__Action item__
For every line in the entries that contains "conflicts", show the whole line.

::: Supplied records :::

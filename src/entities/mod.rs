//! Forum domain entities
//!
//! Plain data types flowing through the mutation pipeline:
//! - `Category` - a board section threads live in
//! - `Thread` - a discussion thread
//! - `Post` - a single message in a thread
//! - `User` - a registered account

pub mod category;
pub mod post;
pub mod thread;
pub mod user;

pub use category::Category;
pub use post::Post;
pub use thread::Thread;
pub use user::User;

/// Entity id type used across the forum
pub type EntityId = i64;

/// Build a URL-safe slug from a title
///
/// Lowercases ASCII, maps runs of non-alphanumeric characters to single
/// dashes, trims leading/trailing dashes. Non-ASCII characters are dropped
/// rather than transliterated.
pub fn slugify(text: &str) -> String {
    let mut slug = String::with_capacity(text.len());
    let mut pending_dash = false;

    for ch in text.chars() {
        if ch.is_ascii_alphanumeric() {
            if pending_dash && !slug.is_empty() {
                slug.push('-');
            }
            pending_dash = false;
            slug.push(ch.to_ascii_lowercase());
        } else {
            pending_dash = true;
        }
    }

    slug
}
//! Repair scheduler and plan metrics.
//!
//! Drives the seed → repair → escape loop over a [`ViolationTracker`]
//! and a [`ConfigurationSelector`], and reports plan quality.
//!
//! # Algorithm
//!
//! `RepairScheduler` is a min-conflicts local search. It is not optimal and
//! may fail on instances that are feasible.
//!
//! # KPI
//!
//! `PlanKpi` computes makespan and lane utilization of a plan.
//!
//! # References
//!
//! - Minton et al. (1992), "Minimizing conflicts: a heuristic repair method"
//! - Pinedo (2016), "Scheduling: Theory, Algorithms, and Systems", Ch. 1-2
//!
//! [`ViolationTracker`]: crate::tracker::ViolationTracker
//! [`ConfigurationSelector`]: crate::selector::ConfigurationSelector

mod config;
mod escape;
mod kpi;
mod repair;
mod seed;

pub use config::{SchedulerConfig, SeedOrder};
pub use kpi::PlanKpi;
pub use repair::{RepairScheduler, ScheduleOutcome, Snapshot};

:::
::: Supplied records :::

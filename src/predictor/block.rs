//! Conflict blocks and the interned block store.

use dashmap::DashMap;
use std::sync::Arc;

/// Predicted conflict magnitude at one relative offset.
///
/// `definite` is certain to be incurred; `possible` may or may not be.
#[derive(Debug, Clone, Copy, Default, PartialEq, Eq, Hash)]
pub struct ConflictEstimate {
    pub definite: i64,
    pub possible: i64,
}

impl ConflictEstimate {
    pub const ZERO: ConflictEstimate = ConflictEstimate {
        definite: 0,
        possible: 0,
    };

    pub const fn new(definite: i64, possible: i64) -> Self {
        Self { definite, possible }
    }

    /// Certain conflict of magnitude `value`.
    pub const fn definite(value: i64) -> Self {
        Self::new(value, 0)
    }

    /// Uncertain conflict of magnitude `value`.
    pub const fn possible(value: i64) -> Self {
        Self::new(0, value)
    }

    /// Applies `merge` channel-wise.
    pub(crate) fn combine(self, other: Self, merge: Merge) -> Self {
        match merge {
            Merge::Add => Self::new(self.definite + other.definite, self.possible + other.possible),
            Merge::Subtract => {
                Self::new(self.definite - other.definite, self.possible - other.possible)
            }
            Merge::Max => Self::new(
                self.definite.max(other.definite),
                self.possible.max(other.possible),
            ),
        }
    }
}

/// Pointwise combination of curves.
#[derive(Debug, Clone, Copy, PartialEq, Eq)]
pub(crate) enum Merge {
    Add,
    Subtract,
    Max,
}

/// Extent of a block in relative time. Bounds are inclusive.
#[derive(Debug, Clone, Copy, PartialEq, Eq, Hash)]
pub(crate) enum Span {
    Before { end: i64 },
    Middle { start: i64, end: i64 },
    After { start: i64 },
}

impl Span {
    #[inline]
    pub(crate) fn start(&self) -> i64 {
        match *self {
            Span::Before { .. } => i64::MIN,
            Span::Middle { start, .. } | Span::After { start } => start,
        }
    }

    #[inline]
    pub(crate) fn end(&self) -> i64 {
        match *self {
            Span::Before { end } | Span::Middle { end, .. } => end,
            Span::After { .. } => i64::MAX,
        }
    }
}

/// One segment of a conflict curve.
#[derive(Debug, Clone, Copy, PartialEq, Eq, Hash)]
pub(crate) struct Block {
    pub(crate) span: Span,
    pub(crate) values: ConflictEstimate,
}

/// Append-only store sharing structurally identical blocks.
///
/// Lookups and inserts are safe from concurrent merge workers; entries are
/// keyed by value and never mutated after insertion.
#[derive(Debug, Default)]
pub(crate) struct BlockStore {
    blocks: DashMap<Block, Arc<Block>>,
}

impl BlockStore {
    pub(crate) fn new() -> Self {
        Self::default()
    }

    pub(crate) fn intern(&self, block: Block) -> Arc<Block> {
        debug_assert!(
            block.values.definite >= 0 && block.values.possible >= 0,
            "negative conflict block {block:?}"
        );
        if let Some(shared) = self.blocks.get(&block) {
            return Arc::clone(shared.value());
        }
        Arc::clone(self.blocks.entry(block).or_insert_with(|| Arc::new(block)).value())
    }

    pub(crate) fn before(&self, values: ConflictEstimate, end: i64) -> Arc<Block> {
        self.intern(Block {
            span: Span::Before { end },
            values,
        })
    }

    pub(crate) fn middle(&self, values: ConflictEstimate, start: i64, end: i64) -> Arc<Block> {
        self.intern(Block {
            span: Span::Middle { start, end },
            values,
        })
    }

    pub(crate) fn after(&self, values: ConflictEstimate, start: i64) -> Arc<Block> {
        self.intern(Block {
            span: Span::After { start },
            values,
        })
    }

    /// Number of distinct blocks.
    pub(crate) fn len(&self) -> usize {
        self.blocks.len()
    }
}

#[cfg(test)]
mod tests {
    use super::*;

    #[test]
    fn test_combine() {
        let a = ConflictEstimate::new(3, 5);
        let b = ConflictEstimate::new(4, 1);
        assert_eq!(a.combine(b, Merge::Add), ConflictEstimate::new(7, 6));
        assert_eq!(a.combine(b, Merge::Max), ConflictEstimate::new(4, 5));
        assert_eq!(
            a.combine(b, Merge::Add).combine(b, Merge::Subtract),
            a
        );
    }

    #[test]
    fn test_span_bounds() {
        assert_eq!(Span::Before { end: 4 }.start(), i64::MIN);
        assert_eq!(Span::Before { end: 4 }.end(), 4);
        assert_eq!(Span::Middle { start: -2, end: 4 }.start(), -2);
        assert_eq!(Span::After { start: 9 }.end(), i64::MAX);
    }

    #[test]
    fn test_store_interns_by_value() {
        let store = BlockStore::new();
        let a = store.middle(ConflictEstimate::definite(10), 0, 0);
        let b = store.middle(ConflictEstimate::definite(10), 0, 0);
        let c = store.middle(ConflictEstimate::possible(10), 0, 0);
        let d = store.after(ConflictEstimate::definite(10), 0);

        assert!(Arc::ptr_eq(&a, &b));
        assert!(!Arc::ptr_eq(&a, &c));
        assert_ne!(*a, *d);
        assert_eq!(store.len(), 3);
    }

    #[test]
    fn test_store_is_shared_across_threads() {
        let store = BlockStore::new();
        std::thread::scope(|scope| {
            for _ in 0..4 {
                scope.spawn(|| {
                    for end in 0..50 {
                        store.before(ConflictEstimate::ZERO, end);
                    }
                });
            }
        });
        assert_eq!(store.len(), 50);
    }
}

:::

__Result for this exercise__
//! `RepairScheduler` is a min-conflicts local search. It is not optimal and
//! - Minton et al. (1992), "Minimizing conflicts: a heuristic repair method"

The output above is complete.